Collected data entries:
★ ★ ★ ★ ★ ★ ★
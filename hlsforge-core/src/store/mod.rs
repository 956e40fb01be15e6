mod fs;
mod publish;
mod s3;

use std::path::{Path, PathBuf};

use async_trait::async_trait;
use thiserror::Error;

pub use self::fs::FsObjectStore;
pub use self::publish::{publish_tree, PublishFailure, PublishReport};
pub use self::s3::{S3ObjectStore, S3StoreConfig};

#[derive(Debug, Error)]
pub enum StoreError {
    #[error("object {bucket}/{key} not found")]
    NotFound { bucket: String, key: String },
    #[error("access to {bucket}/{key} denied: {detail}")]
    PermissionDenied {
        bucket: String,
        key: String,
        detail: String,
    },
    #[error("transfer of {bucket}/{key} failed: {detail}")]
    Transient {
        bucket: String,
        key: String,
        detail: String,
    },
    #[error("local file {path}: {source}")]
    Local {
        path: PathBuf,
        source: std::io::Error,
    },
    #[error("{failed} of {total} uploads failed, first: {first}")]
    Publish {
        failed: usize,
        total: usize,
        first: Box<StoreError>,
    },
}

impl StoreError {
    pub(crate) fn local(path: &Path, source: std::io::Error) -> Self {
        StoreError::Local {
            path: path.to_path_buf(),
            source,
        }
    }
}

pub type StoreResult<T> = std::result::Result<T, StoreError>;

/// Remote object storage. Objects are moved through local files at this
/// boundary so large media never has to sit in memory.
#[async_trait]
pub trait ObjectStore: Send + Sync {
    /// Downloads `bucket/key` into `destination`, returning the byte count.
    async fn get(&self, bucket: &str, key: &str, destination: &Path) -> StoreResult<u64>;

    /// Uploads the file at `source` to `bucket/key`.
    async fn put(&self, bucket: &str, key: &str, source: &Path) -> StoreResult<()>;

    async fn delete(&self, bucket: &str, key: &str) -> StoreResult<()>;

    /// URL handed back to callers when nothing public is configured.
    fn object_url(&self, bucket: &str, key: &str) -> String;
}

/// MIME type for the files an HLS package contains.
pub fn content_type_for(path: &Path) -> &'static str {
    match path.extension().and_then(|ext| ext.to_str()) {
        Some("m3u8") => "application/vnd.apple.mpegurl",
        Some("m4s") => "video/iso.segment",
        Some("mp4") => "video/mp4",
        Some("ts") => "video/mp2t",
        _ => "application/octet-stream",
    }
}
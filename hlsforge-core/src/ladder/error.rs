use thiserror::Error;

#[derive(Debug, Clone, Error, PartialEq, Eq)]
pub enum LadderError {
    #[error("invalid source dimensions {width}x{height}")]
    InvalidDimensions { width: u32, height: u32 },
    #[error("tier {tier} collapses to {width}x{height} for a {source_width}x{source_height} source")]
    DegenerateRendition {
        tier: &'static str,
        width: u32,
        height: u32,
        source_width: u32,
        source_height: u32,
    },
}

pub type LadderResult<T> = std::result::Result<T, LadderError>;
★ ★ ★ ★ ★ ★ ★
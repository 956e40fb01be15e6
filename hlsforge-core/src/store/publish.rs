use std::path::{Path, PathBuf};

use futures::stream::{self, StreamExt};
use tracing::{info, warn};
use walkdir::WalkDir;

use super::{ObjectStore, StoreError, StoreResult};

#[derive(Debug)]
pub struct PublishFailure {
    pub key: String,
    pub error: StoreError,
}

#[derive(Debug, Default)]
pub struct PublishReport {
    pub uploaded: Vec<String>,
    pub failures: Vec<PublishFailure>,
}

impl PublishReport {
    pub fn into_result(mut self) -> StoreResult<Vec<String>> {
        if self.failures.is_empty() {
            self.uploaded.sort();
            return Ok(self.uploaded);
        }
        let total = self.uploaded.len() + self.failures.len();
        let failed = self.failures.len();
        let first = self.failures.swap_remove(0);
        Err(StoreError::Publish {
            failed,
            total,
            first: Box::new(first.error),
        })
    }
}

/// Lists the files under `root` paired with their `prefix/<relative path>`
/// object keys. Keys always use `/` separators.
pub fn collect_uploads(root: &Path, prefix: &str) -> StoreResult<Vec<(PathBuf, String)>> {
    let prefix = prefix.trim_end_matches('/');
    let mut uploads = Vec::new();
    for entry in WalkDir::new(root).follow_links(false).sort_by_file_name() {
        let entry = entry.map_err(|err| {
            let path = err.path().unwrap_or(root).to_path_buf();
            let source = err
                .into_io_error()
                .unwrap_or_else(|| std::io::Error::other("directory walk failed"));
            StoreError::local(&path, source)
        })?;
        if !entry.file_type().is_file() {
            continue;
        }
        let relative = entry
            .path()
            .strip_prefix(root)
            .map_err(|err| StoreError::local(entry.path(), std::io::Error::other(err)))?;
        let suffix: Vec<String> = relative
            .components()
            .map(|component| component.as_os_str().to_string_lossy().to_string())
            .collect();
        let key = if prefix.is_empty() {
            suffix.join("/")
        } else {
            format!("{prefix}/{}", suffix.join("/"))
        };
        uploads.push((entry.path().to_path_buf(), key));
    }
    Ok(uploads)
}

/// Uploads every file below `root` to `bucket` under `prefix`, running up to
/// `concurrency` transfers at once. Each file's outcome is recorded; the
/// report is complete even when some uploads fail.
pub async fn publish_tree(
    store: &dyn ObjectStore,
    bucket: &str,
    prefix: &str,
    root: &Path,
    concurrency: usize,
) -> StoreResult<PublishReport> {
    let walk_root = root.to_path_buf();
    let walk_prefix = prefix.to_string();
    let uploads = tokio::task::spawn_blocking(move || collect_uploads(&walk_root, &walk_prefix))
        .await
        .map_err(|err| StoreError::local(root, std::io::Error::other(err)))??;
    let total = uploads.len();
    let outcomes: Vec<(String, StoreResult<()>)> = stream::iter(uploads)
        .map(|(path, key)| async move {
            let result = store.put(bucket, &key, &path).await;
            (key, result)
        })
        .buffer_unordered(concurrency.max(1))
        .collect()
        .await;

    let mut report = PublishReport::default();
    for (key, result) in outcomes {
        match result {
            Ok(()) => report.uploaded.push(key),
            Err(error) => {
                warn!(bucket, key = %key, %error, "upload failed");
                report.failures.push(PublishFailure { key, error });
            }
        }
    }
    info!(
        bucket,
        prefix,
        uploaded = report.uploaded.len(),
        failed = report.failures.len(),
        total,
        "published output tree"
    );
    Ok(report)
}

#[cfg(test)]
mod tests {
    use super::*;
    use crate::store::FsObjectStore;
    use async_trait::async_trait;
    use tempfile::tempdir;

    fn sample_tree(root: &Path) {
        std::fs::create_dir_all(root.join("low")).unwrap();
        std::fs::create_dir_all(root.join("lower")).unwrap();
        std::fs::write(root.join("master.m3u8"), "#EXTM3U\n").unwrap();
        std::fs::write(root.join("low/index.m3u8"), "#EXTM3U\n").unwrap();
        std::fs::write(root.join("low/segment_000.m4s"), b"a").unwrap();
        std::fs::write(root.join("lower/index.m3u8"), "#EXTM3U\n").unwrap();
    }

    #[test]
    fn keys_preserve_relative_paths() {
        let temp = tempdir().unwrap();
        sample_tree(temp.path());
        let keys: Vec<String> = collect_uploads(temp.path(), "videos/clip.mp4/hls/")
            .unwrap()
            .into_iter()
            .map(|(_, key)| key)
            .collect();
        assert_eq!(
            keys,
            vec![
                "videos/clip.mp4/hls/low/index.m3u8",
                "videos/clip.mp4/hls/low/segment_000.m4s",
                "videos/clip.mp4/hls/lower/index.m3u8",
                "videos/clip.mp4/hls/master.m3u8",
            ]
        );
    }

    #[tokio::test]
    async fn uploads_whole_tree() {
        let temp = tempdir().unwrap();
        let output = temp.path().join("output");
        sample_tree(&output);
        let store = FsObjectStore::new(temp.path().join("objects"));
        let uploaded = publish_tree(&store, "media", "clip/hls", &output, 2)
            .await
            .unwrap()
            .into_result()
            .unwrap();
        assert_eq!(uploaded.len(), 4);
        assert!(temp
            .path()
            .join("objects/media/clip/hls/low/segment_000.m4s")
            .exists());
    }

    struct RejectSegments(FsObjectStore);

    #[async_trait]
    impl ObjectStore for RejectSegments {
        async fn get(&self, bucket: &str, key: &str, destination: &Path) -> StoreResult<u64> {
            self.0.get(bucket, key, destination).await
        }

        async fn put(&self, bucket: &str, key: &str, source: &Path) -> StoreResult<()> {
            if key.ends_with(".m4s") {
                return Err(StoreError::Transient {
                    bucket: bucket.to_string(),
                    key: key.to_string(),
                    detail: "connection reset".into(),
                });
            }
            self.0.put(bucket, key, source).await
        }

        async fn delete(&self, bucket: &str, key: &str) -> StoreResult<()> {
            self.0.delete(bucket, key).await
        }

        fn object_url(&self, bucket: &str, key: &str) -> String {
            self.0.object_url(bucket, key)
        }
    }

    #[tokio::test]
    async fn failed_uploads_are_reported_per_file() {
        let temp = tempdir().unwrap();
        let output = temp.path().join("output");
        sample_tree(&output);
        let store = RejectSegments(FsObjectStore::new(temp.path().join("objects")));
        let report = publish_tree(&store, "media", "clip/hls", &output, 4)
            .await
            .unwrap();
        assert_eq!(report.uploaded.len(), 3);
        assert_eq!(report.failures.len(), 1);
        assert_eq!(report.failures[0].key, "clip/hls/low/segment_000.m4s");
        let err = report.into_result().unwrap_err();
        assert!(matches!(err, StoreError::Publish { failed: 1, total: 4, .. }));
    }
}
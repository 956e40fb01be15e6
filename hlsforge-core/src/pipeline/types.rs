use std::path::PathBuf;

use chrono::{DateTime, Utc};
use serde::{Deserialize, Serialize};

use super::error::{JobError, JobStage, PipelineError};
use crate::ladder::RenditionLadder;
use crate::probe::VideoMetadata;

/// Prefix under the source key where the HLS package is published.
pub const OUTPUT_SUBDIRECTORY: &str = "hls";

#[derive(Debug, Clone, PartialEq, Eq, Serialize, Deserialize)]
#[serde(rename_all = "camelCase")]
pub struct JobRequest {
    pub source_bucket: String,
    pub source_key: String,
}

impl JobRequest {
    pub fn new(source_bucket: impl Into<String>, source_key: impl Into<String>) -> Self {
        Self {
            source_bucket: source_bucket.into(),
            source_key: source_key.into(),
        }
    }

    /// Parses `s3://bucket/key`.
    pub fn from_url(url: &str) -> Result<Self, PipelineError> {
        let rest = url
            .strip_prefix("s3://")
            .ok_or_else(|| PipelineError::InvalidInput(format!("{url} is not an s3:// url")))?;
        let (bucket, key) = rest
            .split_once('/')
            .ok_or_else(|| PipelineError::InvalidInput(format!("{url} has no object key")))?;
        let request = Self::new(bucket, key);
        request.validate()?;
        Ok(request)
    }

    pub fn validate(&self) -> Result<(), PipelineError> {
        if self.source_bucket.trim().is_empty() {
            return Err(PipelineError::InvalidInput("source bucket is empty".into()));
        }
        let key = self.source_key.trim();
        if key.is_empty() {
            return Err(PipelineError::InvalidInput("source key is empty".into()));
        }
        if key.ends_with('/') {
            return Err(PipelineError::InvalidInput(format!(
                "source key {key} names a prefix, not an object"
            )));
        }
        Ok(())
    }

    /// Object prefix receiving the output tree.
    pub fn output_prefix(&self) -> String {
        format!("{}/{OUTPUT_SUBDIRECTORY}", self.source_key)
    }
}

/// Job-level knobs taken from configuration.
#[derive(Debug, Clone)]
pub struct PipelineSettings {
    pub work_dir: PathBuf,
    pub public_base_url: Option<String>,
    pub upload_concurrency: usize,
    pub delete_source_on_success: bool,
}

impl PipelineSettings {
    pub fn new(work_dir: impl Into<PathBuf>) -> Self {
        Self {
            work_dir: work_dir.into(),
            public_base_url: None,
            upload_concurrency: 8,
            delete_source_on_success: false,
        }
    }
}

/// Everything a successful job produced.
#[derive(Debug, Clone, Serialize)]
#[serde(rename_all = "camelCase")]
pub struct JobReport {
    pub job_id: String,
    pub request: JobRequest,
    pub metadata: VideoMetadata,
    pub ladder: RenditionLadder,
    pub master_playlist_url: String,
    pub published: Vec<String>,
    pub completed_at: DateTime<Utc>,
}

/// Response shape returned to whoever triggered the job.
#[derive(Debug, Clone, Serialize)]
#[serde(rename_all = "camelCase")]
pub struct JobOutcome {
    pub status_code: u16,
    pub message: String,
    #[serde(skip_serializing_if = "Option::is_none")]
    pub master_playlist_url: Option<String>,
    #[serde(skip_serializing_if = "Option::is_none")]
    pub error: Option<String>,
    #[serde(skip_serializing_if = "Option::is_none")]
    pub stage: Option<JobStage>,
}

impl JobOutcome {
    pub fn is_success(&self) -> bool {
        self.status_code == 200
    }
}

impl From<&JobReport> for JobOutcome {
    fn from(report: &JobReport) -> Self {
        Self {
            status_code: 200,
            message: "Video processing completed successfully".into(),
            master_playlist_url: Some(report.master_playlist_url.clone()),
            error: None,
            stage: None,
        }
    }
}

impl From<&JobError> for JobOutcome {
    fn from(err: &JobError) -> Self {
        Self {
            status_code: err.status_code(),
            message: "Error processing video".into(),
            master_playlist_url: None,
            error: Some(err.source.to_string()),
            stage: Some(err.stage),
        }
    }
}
★ ★ ★ ★ ★ ★ ★
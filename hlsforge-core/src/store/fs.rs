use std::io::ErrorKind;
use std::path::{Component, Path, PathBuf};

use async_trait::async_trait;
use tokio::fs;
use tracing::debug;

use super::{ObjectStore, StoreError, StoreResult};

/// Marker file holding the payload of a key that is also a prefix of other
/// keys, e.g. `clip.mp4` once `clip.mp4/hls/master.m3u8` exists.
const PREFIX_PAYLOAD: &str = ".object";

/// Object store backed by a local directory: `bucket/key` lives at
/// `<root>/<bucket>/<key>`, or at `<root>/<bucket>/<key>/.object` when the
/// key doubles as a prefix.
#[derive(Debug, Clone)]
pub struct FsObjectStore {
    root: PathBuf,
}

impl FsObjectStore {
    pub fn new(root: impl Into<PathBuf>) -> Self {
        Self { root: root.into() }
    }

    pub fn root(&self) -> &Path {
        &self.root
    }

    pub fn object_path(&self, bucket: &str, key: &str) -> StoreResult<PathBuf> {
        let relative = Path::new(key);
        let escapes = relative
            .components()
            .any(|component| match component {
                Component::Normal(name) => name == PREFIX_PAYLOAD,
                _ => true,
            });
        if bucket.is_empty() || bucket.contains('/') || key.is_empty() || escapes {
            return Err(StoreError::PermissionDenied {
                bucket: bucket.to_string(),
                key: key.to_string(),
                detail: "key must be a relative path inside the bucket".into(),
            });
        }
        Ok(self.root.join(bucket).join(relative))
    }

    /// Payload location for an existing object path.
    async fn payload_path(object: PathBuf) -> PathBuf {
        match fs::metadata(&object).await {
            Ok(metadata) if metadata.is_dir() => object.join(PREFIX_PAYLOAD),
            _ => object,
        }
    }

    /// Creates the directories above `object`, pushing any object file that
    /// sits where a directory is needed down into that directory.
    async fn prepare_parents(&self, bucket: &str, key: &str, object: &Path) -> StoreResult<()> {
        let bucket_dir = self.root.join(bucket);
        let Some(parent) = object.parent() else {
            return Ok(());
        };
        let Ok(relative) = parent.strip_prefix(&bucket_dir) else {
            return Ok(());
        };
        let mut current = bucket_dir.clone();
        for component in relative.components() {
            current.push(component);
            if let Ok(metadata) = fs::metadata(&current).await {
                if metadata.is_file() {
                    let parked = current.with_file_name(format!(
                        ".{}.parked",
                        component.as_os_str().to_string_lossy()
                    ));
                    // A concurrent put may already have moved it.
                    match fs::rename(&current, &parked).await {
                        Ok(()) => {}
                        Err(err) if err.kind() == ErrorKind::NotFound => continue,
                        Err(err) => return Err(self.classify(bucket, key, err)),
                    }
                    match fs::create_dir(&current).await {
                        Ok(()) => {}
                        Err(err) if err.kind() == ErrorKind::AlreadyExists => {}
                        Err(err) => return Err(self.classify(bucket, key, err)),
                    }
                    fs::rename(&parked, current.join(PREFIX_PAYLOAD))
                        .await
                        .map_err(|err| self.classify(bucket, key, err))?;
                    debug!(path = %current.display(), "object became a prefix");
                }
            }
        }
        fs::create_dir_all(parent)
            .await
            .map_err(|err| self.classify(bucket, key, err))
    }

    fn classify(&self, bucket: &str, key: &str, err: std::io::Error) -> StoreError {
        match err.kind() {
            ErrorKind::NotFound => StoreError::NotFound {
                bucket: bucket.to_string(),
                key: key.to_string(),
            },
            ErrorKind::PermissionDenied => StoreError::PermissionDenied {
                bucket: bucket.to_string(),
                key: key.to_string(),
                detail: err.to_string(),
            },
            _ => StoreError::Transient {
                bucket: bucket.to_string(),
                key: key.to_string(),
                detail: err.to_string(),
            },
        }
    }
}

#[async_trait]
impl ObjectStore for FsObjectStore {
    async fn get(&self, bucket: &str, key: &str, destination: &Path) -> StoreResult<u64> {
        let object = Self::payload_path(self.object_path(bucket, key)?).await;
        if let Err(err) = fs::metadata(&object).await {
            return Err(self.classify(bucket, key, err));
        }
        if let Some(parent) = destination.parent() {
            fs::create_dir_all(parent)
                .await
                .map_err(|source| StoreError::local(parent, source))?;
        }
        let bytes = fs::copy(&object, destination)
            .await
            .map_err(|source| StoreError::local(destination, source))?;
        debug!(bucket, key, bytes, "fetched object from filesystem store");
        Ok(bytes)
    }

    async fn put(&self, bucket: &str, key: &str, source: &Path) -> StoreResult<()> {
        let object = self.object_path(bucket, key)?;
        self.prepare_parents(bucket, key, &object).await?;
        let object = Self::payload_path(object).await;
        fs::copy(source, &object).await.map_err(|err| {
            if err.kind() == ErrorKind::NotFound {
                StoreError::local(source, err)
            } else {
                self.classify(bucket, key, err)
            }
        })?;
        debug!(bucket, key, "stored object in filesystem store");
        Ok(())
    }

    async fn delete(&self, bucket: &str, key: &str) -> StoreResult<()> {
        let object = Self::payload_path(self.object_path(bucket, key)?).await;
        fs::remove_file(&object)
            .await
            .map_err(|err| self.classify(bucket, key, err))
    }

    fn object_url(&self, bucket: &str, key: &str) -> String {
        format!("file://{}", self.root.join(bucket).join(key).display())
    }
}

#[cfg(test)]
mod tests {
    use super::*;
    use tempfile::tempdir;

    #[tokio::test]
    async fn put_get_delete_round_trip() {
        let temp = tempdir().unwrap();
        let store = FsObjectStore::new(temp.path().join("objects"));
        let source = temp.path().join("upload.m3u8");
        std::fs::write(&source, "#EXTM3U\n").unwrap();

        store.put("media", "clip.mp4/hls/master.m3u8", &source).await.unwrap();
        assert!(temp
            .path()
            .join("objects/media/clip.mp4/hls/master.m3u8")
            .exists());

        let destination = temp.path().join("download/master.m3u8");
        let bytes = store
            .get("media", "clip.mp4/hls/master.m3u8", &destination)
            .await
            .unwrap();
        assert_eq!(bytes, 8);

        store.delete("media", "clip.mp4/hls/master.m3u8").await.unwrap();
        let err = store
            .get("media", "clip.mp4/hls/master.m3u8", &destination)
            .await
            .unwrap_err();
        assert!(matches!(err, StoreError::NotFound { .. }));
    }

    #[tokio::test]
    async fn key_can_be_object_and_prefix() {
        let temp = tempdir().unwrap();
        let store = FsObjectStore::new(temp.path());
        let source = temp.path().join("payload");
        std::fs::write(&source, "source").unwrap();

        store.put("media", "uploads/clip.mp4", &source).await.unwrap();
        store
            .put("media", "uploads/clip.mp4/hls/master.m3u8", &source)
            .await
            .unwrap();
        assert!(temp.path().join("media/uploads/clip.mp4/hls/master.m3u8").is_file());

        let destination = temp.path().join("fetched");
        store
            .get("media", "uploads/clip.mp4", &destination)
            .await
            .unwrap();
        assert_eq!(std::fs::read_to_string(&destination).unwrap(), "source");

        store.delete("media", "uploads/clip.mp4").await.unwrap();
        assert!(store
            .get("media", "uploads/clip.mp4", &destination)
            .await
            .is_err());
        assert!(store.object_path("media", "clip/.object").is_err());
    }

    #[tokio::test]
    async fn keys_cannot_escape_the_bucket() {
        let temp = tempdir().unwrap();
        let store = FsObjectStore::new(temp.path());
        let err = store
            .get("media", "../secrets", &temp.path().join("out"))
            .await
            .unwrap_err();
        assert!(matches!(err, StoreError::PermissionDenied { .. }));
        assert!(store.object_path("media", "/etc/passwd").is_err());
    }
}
★ ★ ★ ★ ★ ★ ★
* _What this task involves_: Using the entries above, return exactly the lines from the line with "filename hlsforge-core/src/store/mod.rs" to the line with "String, key: String", counting both of those lines.

* _Worked solution_:
filename hlsforge-core/src/store/mod.rs
repository 956e40fb01be15e6
mod fs;
mod publish;
mod s3;

use std::path::{Path, PathBuf};

use async_trait::async_trait;
use thiserror::Error;

pub use self::fs::FsObjectStore;
pub use self::publish::{publish_tree, PublishFailure, PublishReport};
pub use self::s3::{S3ObjectStore, S3StoreConfig};

#[derive(Debug, Error)]
pub enum StoreError {
    #[error("object {bucket}/{key} not found")]
    NotFound { bucket: String, key: String },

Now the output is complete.